───── Data to examine ─────

impl Dispatcher {
    fn new(geometry: Geometry) -> Self {
        let (events, _) = broadcast::channel(EVENT_CAPACITY);
        Self {
            geometry,
            tables: Mutex::new(Tables::default()),
            events,
            generation: AtomicU64::new(0),
            next_ticket: AtomicU64::new(1),
            closed: AtomicBool::new(false),
        }
    }

    fn emit(&self, event: DeviceEvent) {
        // No subscribers is fine
        let _ = self.events.send(event);
    }

    fn generation(&self) -> u64 {
        self.generation.load(Ordering::Acquire)
    }

    /// Advance `counter` to the next id that is non-zero and not pending
    fn allocate_transaction_id(&self, counter: &mut u8) -> Option<u8> {
        let tables = lock(&self.tables);
        for _ in 0..u8::MAX {
            *counter = counter.wrapping_add(1);
            if *counter == 0 {
                *counter = 1;
            }
            if !tables.pending.contains_key(counter) {
                return Some(*counter);
            }
        }
        None
    }

    fn register(
        &self,
        transaction_id: u8,
        command: Command,
        completion: oneshot::Sender<Result<Vec<u8>>>,
    ) -> u64 {
        let ticket = self.next_ticket.fetch_add(1, Ordering::Relaxed);
        lock(&self.tables).pending.insert(
            transaction_id,
            PendingRequest {
                ticket,
                command,
                completion,
                timeout: None,
            },
        );
        ticket
    }

    /// Remove the entry only if it is still the same request
    fn take_pending(&self, transaction_id: u8, ticket: u64) -> Option<PendingRequest> {
        let mut tables = lock(&self.tables);
        let current = tables.pending.get(&transaction_id).map(|r| r.ticket);
        if current == Some(ticket) {
            tables.pending.remove(&transaction_id)
        } else {
            None
        }
    }

    fn arm_timeout(&self, transaction_id: u8, ticket: u64, timeout: AbortHandle) {
        let mut tables = lock(&self.tables);
        match tables.pending.get_mut(&transaction_id) {
            Some(request) if request.ticket == ticket => request.timeout = Some(timeout),
            // Already answered
            _ => timeout.abort(),
        }
    }

    fn expire(&self, transaction_id: u8, ticket: u64) {
        if let Some(request) = self.take_pending(transaction_id, ticket) {
            warn!(
                "Timeout waiting for {:?} (transaction {})",
                request.command, transaction_id
            );
            let command = request.command;
            request.complete(Err(DeviceError::Timeout { command }));
        }
    }

    fn fail(&self, transaction_id: u8, ticket: u64, error: DeviceError) {
        if let Some(request) = self.take_pending(transaction_id, ticket) {
            request.complete(Err(error));
        }
    }

    fn fail_all(&self, error: impl Fn() -> DeviceError) {
        let pending: Vec<PendingRequest> = lock(&self.tables)
            .pending
            .drain()
            .map(|(_, request)| request)
            .collect();
        if !pending.is_empty() {
            debug!("Failing {} pending requests", pending.len());
        }
        for request in pending {
            request.complete(Err(error()));
        }
    }

    fn handle_button(&self, payload: &[u8]) {
        let [code, state, ..] = payload else {
            debug!("Dropping short button frame");
            return;
        };
        let Some(id) = ButtonId::from_code(*code) else {
            debug!("Unknown button code 0x{:02x}", code);
            return;
        };
        let state = if *state == 0x00 {
            ButtonState::Down
        } else {
            ButtonState::Up
        };
        debug!("Button {:?} {:?}", id, state);
        self.emit(DeviceEvent::Button { id, state });
    }

    fn handle_rotate(&self, payload: &[u8]) {
        let [code, delta, ..] = payload else {
            debug!("Dropping short rotate frame");
            return;
        };
        let Some(id) = ButtonId::from_code(*code) else {
            debug!("Unknown knob code 0x{:02x}", code);
            return;
        };
        let delta = *delta as i8;
        debug!("Knob {:?} rotated by {}", id, delta);
        self.emit(DeviceEvent::Rotate { id, delta });
    }

    /// Touch payload: `[_, x_hi, x_lo, y_hi, y_lo, id, ..]`
    fn handle_touch(&self, payload: &[u8], ended: bool) {
        if payload.len() < 6 {
            debug!("Dropping short touch frame");
            return;
        }
        let x = u16::from_be_bytes([payload[1], payload[2]]) as i32;
        let y = u16::from_be_bytes([payload[3], payload[4]]) as i32;
        let id = payload[5];
        let changed = TouchPoint {
            id,
            x,
            y,
            target: self.geometry.resolve(x, y),
        };

        let event = {
            let mut tables = lock(&self.tables);
            let kind = if ended {
                tables.touches.remove(&id);
                TouchKind::End
            } else if tables.touches.insert(id, changed.clone()).is_some() {
                TouchKind::Move
            } else {
                TouchKind::Start
            };
            TouchEvent {
                kind,
                touches: tables.touches.values().cloned().collect(),
                changed,
            }
        };

        trace!("Touch {:?} {} at ({}, {})", event.kind, id, x, y);
        self.emit(DeviceEvent::Touch(event));
    }
}
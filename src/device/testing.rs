//! In-memory device double for transport and engine tests.
//!
//! Plays the device side of the link: answers the upgrade request, records
//! every frame the host writes and lets tests inject inbound frames.

use std::collections::VecDeque;
use std::io::{self, Read, Write};
use std::sync::atomic::{AtomicBool, AtomicUsize, Ordering};
use std::sync::{Arc, Condvar, Mutex};
use std::time::{Duration, Instant};

use super::framing::{decode_outer_frame, AppFrame};
use super::lock;
use super::protocol::MAGIC_BYTE;
use super::transport::{Connector, SerialLink};
use crate::config::LinkConfig;
use crate::error::{DeviceError, Result};

const HANDSHAKE_REPLY: &[u8] = b"HTTP/1.1 101 Switching Protocols\r\n\r\n";

#[derive(Default)]
struct State {
    inbound: Mutex<VecDeque<u8>>,
    inbound_ready: Condvar,
    writes: Mutex<Vec<Vec<u8>>>,
    writes_ready: Condvar,
    handshake_reply: Mutex<Option<Vec<u8>>>,
    handshakes: AtomicUsize,
    unplugged: AtomicBool,
    fail_writes: AtomicBool,
    open_links: AtomicUsize,
}

/// Shared handle to the simulated device
#[derive(Clone)]
pub struct MockDevice {
    state: Arc<State>,
}

impl MockDevice {
    pub fn new() -> Self {
        let state = State::default();
        *lock(&state.handshake_reply) = Some(HANDSHAKE_REPLY.to_vec());
        Self {
            state: Arc::new(state),
        }
    }

    /// Link settings scaled down so tests run fast
    pub fn config() -> LinkConfig {
        LinkConfig {
            response_timeout: Duration::from_millis(1000),
            handshake_attempts: 3,
            handshake_timeout: Duration::from_millis(50),
            handshake_retry_delay: Duration::from_millis(10),
            reconnect_interval: Duration::from_millis(50),
            read_poll_interval: Duration::from_millis(10),
            ..LinkConfig::default()
        }
    }

    pub fn connector(&self) -> Box<dyn Connector> {
        Box::new(MockConnector {
            state: self.state.clone(),
        })
    }

    /// `None` makes the device ignore the upgrade request
    pub fn set_handshake_reply(&self, reply: Option<Vec<u8>>) {
        *lock(&self.state.handshake_reply) = reply;
    }

    pub fn handshakes(&self) -> usize {
        self.state.handshakes.load(Ordering::SeqCst)
    }

    pub fn unplug(&self) {
        self.state.unplugged.store(true, Ordering::SeqCst);
        self.state.inbound_ready.notify_all();
    }

    pub fn replug(&self) {
        self.state.unplugged.store(false, Ordering::SeqCst);
    }

    pub fn fail_writes(&self, fail: bool) {
        self.state.fail_writes.store(fail, Ordering::SeqCst);
    }

    /// Queue raw bytes for the host to read
    pub fn push_raw(&self, bytes: &[u8]) {
        lock(&self.state.inbound).extend(bytes.iter().copied());
        self.state.inbound_ready.notify_all();
    }

    /// Queue one `[0x82][len][body]` frame
    pub fn push_body(&self, body: &[u8]) {
        let mut bytes = vec![MAGIC_BYTE, body.len() as u8];
        bytes.extend_from_slice(body);
        self.push_raw(&bytes);
    }

    /// Queue an application frame `[len][command][transaction id][payload]`
    pub fn push_frame(&self, command: u8, transaction_id: u8, payload: &[u8]) {
        let frame = AppFrame {
            command,
            transaction_id,
            payload: payload.to_vec(),
        };
        self.push_body(&frame.encode());
    }

    /// Block until at least `count` non-handshake writes arrived, returning all of them
    pub fn wait_for_writes(&self, count: usize) -> Vec<Vec<u8>> {
        let deadline = Instant::now() + Duration::from_secs(3);
        let mut writes = lock(&self.state.writes);
        while writes.len() < count {
            let now = Instant::now();
            assert!(now < deadline, "timed out waiting for {} writes", count);
            writes = self
                .state
                .writes_ready
                .wait_timeout(writes, deadline - now)
                .unwrap_or_else(|e| e.into_inner())
                .0;
        }
        writes.clone()
    }

    /// Like [`MockDevice::wait_for_writes`] but decoded into application frames
    pub fn wait_for_frames(&self, count: usize) -> Vec<AppFrame> {
        self.wait_for_writes(count)
            .iter()
            .map(|bytes| {
                let body = decode_outer_frame(bytes).expect("valid outer frame");
                AppFrame::decode(body).expect("valid application frame")
            })
            .collect()
    }

    pub fn write_count(&self) -> usize {
        lock(&self.state.writes).len()
    }

    /// Link halves the host currently holds open
    pub fn open_links(&self) -> usize {
        self.state.open_links.load(Ordering::SeqCst)
    }
}

struct MockConnector {
    state: Arc<State>,
}

impl Connector for MockConnector {
    fn port_name(&self) -> &str {
        "mock"
    }

    fn open(&self) -> Result<Box<dyn SerialLink>> {
        if self.state.unplugged.load(Ordering::SeqCst) {
            return Err(DeviceError::LinkIo(io::Error::new(
                io::ErrorKind::NotFound,
                "device unplugged",
            )));
        }
        Ok(Box::new(MockLink::new(
            self.state.clone(),
            Duration::from_millis(50),
        )))
    }
}

struct MockLink {
    state: Arc<State>,
    timeout: Duration,
}

impl MockLink {
    fn new(state: Arc<State>, timeout: Duration) -> Self {
        state.open_links.fetch_add(1, Ordering::SeqCst);
        Self { state, timeout }
    }
}

impl Drop for MockLink {
    fn drop(&mut self) {
        self.state.open_links.fetch_sub(1, Ordering::SeqCst);
    }
}

impl Read for MockLink {
    fn read(&mut self, buf: &mut [u8]) -> io::Result<usize> {
        let deadline = Instant::now() + self.timeout;
        let mut inbound = lock(&self.state.inbound);
        loop {
            if self.state.unplugged.load(Ordering::SeqCst) {
                return Err(io::Error::new(io::ErrorKind::BrokenPipe, "device unplugged"));
            }
            if !inbound.is_empty() {
                let n = buf.len().min(inbound.len());
                for (slot, byte) in buf.iter_mut().zip(inbound.drain(..n)) {
                    *slot = byte;
                }
                return Ok(n);
            }
            let now = Instant::now();
            if now >= deadline {
                return Err(io::Error::new(io::ErrorKind::TimedOut, "read timed out"));
            }
            inbound = self
                .state
                .inbound_ready
                .wait_timeout(inbound, deadline - now)
                .unwrap_or_else(|e| e.into_inner())
                .0;
        }
    }
}

impl Write for MockLink {
    fn write(&mut self, buf: &[u8]) -> io::Result<usize> {
        if self.state.fail_writes.load(Ordering::SeqCst)
            || self.state.unplugged.load(Ordering::SeqCst)
        {
            return Err(io::Error::new(io::ErrorKind::BrokenPipe, "write failed"));
        }

        if buf.starts_with(b"GET /index.html") {
            self.state.handshakes.fetch_add(1, Ordering::SeqCst);
            if let Some(reply) = lock(&self.state.handshake_reply).clone() {
                lock(&self.state.inbound).clear();
                self.state_push(&reply);
            }
            return Ok(buf.len());
        }

        lock(&self.state.writes).push(buf.to_vec());
        self.state.writes_ready.notify_all();
        Ok(buf.len())
    }

    fn flush(&mut self) -> io::Result<()> {
        Ok(())
    }
}

impl MockLink {
    fn state_push(&self, bytes: &[u8]) {
        lock(&self.state.inbound).extend(bytes.iter().copied());
        self.state.inbound_ready.notify_all();
    }
}

impl SerialLink for MockLink {
    fn set_read_timeout(&mut self, timeout: Duration) -> io::Result<()> {
        self.timeout = timeout;
        Ok(())
    }

    fn try_clone_link(&self) -> io::Result<Box<dyn SerialLink>> {
        Ok(Box::new(MockLink::new(self.state.clone(), self.timeout)))
    }
}
//! Touch-coordinate and tile geometry per device variant
//!
//! Loupedeck Live S: one 480x270 panel, 5x3 grid of 90px tiles inside the
//! visible rectangle (15,10)-(464,269).
//!
//! Razer Stream Controller: the same 480x270 panel split into a 60px left
//! strip, a 360px centre grid (4x3) and a 60px right strip. The strips
//! behave as two extra tall tiles, 12 (left) and 13 (right).

use serde::{Deserialize, Serialize};

use super::protocol::{
    LIVE_S_PRODUCT_ID, LOUPEDECK_VENDOR_ID, RAZER_STREAM_CONTROLLER_PRODUCT_ID, RAZER_VENDOR_ID,
};
use crate::error::{DeviceError, Result};

pub const TILE_SIZE: u32 = 90;

pub const CENTER: &str = "center";
pub const LEFT: &str = "left";
pub const RIGHT: &str = "right";

/// An addressable pixel surface on the device
#[derive(Debug, Clone, PartialEq, Eq)]
pub struct DisplayRegion {
    pub name: &'static str,
    pub id: [u8; 2],
    pub width: u32,
    pub height: u32,
}

/// Resolved target of a touch: region name plus tile index (`None` off-grid)
#[derive(Debug, Clone, Copy, PartialEq, Eq)]
pub struct LogicalTarget {
    pub region: &'static str,
    pub tile: Option<usize>,
}

/// Where a tile is painted: region, pixel offset and size
#[derive(Debug, Clone, PartialEq, Eq)]
pub struct TilePlacement {
    pub region: &'static str,
    pub x: u32,
    pub y: u32,
    pub width: u32,
    pub height: u32,
}

/// A narrow auxiliary display beside the grid that acts as a single tile
#[derive(Debug, Clone, Copy, PartialEq, Eq)]
struct SideStrip {
    region: &'static str,
    tile: usize,
    bound: StripBound,
}

/// Touch x-range owned by a side strip
#[derive(Debug, Clone, Copy, PartialEq, Eq)]
enum StripBound {
    /// Everything left of this x
    Before(i32),
    /// Everything at or right of this x
    From(i32),
}

impl SideStrip {
    fn contains(&self, x: i32) -> bool {
        match self.bound {
            StripBound::Before(end) => x < end,
            StripBound::From(start) => x >= start,
        }
    }

    fn pixel_x(&self) -> u32 {
        match self.bound {
            StripBound::Before(_) => 0,
            StripBound::From(start) => start as u32,
        }
    }
}

/// Supported hardware
#[derive(Debug, Clone, Copy, PartialEq, Eq, Hash, Serialize, Deserialize, Default)]
#[serde(rename_all = "kebab-case")]
pub enum DeviceVariant {
    #[default]
    LiveS,
    RazerStreamController,
}

impl DeviceVariant {
    pub const ALL: [DeviceVariant; 2] = [DeviceVariant::LiveS, DeviceVariant::RazerStreamController];

    pub fn name(self) -> &'static str {
        match self {
            Self::LiveS => "Loupedeck Live S",
            Self::RazerStreamController => "Razer Stream Controller",
        }
    }

    /// Identifier used in config files and on the command line
    pub fn slug(self) -> &'static str {
        match self {
            Self::LiveS => "live-s",
            Self::RazerStreamController => "razer-stream-controller",
        }
    }

    pub fn default_baud_rate(self) -> u32 {
        match self {
            Self::LiveS => 115_200,
            Self::RazerStreamController => 921_600,
        }
    }

    pub fn usb_id(self) -> (u16, u16) {
        match self {
            Self::LiveS => (LOUPEDECK_VENDOR_ID, LIVE_S_PRODUCT_ID),
            Self::RazerStreamController => (RAZER_VENDOR_ID, RAZER_STREAM_CONTROLLER_PRODUCT_ID),
        }
    }

    pub fn from_usb_id(vid: u16, pid: u16) -> Option<Self> {
        Self::ALL.into_iter().find(|v| v.usb_id() == (vid, pid))
    }

    pub fn geometry(self) -> Geometry {
        match self {
            Self::LiveS => Geometry {
                columns: 5,
                rows: 3,
                tile_width: TILE_SIZE,
                tile_height: TILE_SIZE,
                visible_x: (15, 464),
                visible_y: (10, 269),
                side_strips: Vec::new(),
                displays: vec![DisplayRegion {
                    name: CENTER,
                    id: [0x00, b'M'],
                    width: 480,
                    height: 270,
                }],
            },
            Self::RazerStreamController => Geometry {
                columns: 4,
                rows: 3,
                tile_width: TILE_SIZE,
                tile_height: TILE_SIZE,
                visible_x: (60, 420),
                visible_y: (0, 270),
                side_strips: vec![
                    SideStrip {
                        region: LEFT,
                        tile: 12,
                        bound: StripBound::Before(60),
                    },
                    SideStrip {
                        region: RIGHT,
                        tile: 13,
                        bound: StripBound::From(420),
                    },
                ],
                displays: vec![
                    DisplayRegion {
                        name: LEFT,
                        id: [0x00, b'L'],
                        width: 60,
                        height: 270,
                    },
                    DisplayRegion {
                        name: CENTER,
                        id: [0x00, b'M'],
                        width: 360,
                        height: 270,
                    },
                    DisplayRegion {
                        name: RIGHT,
                        id: [0x00, b'R'],
                        width: 60,
                        height: 270,
                    },
                ],
            },
        }
    }
}

impl std::fmt::Display for DeviceVariant {
    fn fmt(&self, f: &mut std::fmt::Formatter<'_>) -> std::fmt::Result {
        f.write_str(self.name())
    }
}

impl std::str::FromStr for DeviceVariant {
    type Err = String;

    fn from_str(s: &str) -> std::result::Result<Self, Self::Err> {
        Self::ALL
            .into_iter()
            .find(|v| v.slug().eq_ignore_ascii_case(s))
            .ok_or_else(|| {
                let known: Vec<&str> = Self::ALL.iter().map(|v| v.slug()).collect();
                format!("unknown variant '{}' (expected one of: {})", s, known.join(", "))
            })
    }
}

/// Static geometry of one device variant, immutable for a connection's lifetime
#[derive(Debug, Clone)]
pub struct Geometry {
    pub columns: usize,
    pub rows: usize,
    pub tile_width: u32,
    pub tile_height: u32,
    /// Inclusive clamp bounds of the grid area in touch coordinates
    pub visible_x: (i32, i32),
    pub visible_y: (i32, i32),
    side_strips: Vec<SideStrip>,
    displays: Vec<DisplayRegion>,
}

impl Geometry {
    /// Number of addressable tiles, grid plus side strips
    pub fn tile_count(&self) -> usize {
        self.columns * self.rows + self.side_strips.len()
    }

    pub fn display(&self, name: &str) -> Result<&DisplayRegion> {
        self.displays
            .iter()
            .find(|d| d.name == name)
            .ok_or_else(|| DeviceError::UnknownDisplay(name.to_string()))
    }

    /// Map an absolute touch coordinate to a region and tile.
    ///
    /// Side strips are tested first; everything else is clamped into the
    /// visible rectangle so off-panel coordinates land on the nearest edge tile.
    pub fn resolve(&self, x: i32, y: i32) -> LogicalTarget {
        if let Some(strip) = self.side_strips.iter().find(|s| s.contains(x)) {
            return LogicalTarget {
                region: strip.region,
                tile: Some(strip.tile),
            };
        }

        if self.columns == 0 || self.rows == 0 {
            return LogicalTarget {
                region: CENTER,
                tile: None,
            };
        }

        let x = x.clamp(self.visible_x.0, self.visible_x.1) - self.visible_x.0;
        let y = y.clamp(self.visible_y.0, self.visible_y.1) - self.visible_y.0;

        // The inclusive upper bound can sit exactly on a tile edge
        let column = ((x / self.tile_width as i32) as usize).min(self.columns - 1);
        let row = ((y / self.tile_height as i32) as usize).min(self.rows - 1);

        LogicalTarget {
            region: CENTER,
            tile: Some(row * self.columns + column),
        }
    }

    /// Pixel placement of a tile for drawing (inverse of the grid formula).
    ///
    /// Grid and strip tiles are all addressed through the centre display id,
    /// whose coordinate space spans the whole panel.
    pub fn tile_placement(&self, index: usize) -> Result<TilePlacement> {
        let grid = self.columns * self.rows;
        if index < grid {
            let column = (index % self.columns) as u32;
            let row = (index / self.columns) as u32;
            return Ok(TilePlacement {
                region: CENTER,
                x: self.visible_x.0 as u32 + column * self.tile_width,
                y: row * self.tile_height,
                width: self.tile_width,
                height: self.tile_height,
            });
        }

        let strip = self
            .side_strips
            .iter()
            .find(|s| s.tile == index)
            .ok_or(DeviceError::InvalidTile(index))?;
        let region = self.display(strip.region)?;
        Ok(TilePlacement {
            region: CENTER,
            x: strip.pixel_x(),
            y: 0,
            width: region.width,
            height: region.height,
        })
    }
}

─────

Task description:
When a line in the data holds the word "PendingRequest", show that line.

Exercise solution:
            PendingRequest {
    fn take_pending(&self, transaction_id: u8, ticket: u64) -> Option<PendingRequest> {
        let pending: Vec<PendingRequest> = lock(&self.tables)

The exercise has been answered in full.